*** Provided entries Section Begins ***

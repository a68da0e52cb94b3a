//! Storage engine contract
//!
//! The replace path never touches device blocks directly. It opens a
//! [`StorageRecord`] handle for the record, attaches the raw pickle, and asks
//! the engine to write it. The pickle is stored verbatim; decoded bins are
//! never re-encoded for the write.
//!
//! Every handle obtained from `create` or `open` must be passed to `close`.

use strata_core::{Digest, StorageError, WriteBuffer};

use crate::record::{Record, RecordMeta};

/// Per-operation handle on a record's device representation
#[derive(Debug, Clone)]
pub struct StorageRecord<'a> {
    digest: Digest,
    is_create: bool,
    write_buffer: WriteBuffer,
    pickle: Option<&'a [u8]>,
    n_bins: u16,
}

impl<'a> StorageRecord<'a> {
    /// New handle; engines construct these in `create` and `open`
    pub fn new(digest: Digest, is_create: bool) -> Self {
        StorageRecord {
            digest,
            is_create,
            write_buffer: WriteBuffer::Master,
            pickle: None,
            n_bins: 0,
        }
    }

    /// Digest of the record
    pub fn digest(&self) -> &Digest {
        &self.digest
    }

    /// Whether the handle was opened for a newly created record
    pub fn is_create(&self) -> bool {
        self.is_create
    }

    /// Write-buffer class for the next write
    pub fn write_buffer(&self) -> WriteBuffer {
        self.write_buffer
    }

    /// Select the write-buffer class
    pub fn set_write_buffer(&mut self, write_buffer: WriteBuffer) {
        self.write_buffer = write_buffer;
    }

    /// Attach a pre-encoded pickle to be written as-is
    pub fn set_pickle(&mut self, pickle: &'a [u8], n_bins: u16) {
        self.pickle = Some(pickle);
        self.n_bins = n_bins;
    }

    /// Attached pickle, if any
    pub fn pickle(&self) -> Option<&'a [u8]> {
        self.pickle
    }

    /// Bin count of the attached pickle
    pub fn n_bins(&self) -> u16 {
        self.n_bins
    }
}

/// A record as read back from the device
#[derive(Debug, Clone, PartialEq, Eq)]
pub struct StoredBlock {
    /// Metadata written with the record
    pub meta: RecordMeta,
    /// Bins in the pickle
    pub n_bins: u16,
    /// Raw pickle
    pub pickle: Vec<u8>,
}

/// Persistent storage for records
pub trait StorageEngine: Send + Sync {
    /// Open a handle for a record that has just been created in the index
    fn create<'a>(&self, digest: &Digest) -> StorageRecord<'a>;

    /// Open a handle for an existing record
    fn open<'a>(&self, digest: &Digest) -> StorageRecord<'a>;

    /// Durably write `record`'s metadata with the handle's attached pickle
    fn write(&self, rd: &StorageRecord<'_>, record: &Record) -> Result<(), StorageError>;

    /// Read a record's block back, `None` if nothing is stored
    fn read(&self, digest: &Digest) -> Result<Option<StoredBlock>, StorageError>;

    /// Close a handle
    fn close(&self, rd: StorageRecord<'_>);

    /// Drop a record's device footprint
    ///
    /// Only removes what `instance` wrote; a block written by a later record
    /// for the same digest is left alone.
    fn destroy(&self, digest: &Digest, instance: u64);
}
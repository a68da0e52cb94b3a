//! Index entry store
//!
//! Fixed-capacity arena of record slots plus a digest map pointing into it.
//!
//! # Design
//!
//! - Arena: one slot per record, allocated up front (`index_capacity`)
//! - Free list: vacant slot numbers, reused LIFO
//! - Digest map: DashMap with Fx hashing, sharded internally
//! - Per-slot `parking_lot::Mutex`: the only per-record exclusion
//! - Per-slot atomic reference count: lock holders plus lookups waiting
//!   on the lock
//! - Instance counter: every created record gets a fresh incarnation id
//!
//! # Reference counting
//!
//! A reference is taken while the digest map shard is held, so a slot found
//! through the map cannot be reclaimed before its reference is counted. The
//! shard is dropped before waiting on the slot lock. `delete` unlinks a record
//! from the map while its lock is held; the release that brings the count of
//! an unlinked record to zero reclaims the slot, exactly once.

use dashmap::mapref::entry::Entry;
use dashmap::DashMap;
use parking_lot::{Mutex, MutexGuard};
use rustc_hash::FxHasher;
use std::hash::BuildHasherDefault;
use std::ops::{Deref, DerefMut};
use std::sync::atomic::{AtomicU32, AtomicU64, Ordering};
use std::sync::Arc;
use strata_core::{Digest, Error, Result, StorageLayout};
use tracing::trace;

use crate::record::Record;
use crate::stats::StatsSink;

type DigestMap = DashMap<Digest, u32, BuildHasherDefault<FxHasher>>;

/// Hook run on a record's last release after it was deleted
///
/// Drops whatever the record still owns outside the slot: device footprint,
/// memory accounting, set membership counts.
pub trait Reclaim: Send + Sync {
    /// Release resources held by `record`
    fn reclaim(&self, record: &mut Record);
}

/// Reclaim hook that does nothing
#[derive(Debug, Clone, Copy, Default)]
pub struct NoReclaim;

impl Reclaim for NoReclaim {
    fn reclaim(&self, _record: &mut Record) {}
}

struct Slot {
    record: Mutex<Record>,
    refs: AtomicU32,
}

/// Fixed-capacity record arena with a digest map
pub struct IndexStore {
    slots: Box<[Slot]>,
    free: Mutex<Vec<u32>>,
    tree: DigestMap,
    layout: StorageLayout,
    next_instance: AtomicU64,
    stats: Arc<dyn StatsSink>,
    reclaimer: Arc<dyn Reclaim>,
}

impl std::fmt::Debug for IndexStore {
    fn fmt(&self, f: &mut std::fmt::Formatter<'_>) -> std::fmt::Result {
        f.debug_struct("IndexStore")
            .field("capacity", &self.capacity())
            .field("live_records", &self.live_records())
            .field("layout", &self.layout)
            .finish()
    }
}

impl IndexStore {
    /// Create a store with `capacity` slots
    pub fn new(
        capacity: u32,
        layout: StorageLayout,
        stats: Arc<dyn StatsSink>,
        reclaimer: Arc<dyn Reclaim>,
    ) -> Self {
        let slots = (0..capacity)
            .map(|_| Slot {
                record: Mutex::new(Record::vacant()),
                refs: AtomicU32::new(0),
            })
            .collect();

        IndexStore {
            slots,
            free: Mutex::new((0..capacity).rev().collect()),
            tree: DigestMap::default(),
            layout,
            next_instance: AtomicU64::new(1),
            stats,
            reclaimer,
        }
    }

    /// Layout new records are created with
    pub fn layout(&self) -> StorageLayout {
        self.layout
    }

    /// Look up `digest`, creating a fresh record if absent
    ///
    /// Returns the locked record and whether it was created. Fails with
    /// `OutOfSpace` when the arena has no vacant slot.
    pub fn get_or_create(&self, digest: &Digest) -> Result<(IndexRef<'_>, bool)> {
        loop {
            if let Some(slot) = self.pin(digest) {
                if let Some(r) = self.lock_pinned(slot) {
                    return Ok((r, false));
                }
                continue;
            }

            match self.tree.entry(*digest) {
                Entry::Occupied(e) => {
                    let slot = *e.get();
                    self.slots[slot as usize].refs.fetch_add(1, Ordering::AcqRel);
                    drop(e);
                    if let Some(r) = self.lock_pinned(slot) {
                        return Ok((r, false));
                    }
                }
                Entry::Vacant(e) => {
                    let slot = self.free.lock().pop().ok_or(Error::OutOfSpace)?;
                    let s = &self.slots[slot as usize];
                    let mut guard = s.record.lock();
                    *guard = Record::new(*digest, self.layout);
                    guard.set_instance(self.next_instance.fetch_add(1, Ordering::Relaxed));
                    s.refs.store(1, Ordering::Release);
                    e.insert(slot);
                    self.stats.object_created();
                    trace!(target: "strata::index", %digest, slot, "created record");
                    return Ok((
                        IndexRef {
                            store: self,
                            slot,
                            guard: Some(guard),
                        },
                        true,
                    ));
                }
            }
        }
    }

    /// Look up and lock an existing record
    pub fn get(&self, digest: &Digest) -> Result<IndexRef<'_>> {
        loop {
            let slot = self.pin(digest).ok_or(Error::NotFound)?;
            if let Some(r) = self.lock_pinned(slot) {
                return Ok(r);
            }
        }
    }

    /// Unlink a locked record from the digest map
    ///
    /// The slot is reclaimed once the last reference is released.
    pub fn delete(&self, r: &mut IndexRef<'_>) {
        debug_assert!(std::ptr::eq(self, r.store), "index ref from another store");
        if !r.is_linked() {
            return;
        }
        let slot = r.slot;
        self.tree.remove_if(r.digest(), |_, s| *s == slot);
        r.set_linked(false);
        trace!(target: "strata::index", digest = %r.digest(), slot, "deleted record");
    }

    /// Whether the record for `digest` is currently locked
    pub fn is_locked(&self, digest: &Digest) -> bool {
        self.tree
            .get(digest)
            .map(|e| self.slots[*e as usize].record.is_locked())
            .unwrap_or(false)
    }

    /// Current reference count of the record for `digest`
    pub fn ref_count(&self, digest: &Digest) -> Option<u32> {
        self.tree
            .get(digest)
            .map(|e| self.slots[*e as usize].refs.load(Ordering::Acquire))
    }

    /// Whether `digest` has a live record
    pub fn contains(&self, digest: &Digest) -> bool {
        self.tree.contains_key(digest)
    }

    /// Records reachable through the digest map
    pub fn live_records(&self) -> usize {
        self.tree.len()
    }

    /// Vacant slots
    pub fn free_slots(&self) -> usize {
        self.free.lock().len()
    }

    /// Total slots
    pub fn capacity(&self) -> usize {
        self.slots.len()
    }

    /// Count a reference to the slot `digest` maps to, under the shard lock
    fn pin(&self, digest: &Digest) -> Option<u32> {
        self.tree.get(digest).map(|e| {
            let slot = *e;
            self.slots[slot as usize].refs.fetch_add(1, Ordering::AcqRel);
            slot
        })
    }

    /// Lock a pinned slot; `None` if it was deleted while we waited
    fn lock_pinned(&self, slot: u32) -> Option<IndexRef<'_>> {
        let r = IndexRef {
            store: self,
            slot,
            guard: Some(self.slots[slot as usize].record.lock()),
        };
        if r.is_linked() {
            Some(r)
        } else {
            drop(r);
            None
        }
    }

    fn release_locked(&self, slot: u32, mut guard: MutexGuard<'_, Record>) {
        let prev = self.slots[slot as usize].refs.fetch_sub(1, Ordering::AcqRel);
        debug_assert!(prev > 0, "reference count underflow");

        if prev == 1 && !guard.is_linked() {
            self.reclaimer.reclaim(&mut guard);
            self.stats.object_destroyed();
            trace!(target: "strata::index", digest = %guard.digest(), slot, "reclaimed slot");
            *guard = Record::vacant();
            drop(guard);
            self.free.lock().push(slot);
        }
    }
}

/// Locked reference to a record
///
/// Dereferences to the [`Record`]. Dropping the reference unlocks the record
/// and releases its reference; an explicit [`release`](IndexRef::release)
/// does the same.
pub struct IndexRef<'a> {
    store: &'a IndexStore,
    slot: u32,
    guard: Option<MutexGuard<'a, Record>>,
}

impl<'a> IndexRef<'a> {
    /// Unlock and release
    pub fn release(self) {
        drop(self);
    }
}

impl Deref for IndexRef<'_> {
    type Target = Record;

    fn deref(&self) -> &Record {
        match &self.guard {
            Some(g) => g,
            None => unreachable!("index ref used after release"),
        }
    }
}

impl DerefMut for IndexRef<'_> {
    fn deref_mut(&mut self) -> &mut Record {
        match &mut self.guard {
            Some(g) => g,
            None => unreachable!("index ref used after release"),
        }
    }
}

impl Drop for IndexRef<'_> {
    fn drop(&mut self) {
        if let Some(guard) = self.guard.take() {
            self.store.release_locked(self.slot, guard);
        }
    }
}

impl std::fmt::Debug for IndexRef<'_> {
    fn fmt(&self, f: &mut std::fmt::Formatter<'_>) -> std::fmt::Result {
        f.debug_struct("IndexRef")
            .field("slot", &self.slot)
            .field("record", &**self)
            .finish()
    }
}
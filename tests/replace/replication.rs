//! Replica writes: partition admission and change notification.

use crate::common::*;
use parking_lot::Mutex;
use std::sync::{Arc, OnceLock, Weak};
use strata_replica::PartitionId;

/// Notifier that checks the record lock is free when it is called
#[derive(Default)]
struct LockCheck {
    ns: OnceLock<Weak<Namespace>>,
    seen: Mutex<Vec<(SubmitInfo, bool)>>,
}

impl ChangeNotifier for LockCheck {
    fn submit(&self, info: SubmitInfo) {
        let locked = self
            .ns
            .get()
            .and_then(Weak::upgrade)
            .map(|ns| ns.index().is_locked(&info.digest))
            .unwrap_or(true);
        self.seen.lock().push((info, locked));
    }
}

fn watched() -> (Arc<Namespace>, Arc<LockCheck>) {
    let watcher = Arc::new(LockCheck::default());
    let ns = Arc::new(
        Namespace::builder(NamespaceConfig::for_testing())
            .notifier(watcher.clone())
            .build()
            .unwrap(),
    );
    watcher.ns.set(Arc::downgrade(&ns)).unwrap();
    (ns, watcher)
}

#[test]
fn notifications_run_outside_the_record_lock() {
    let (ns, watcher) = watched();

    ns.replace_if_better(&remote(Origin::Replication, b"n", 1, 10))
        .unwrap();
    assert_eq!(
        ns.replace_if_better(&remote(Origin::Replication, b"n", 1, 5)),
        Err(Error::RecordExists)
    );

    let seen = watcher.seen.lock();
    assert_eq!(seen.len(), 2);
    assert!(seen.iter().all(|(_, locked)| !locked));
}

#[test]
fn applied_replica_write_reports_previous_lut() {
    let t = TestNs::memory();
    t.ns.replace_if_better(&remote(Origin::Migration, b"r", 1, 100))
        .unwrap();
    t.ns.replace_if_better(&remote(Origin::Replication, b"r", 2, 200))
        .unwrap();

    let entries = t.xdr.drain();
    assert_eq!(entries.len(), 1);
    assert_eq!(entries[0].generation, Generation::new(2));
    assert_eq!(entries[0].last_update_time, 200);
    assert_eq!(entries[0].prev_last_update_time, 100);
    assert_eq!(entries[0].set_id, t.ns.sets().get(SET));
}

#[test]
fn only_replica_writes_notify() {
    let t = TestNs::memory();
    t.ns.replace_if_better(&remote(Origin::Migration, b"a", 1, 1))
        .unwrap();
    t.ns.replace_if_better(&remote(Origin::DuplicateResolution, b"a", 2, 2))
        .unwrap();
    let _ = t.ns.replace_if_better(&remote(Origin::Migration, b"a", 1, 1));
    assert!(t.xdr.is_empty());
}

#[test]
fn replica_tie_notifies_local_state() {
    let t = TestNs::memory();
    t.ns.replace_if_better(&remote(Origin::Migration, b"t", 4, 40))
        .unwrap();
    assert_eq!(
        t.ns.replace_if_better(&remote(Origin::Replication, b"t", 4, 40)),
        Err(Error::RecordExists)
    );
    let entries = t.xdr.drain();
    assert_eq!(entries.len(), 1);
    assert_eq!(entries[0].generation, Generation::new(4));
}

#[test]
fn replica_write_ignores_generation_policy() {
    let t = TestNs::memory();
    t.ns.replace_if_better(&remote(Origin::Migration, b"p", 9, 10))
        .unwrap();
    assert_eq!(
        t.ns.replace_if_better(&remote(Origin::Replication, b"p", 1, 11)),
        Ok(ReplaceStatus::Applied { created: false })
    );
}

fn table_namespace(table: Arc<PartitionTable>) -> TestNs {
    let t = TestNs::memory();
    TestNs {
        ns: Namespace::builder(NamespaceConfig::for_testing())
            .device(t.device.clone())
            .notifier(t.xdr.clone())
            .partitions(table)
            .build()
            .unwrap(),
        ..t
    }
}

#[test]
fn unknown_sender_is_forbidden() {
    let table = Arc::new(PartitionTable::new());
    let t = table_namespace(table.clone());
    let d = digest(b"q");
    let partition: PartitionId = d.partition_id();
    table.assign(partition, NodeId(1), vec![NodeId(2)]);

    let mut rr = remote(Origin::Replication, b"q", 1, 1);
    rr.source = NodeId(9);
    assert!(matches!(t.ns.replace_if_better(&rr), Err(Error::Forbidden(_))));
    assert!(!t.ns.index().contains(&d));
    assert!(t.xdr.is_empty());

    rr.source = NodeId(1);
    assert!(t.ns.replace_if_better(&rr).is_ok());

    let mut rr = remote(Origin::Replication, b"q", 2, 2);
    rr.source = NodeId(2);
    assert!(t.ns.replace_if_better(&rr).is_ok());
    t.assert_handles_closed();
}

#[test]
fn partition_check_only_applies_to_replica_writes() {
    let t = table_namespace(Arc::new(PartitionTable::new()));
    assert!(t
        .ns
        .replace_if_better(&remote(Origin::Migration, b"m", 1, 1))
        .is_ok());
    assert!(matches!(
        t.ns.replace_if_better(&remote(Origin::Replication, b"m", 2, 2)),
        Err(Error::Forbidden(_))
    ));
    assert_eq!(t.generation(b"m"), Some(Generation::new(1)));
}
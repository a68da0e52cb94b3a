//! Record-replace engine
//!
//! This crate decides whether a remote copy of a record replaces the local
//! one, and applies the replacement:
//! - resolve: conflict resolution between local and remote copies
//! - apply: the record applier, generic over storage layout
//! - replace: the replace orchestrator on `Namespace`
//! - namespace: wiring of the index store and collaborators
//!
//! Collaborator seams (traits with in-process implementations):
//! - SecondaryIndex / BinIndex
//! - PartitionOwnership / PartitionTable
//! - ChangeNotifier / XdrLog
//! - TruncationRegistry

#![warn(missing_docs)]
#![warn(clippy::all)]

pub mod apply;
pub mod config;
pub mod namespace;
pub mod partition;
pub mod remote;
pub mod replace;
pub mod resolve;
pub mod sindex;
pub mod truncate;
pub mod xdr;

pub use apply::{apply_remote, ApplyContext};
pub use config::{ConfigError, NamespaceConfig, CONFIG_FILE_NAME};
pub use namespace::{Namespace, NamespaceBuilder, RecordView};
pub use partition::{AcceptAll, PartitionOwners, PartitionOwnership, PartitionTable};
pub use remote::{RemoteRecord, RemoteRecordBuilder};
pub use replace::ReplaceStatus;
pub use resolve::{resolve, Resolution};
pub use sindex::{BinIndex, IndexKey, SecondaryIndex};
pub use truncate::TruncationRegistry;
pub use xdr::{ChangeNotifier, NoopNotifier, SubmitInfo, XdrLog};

*** Provided entries Section Ends ***

§ **Work instruction**
Go through the entries above and report every line in which the word "tree" appears.

§ **Problem solution**
    tree: DigestMap,
            tree: DigestMap::default(),
            match self.tree.entry(*digest) {
        self.tree.remove_if(r.digest(), |_, s| *s == slot);
        self.tree
        self.tree
        self.tree.contains_key(digest)
        self.tree.len()
        self.tree.get(digest).map(|e| {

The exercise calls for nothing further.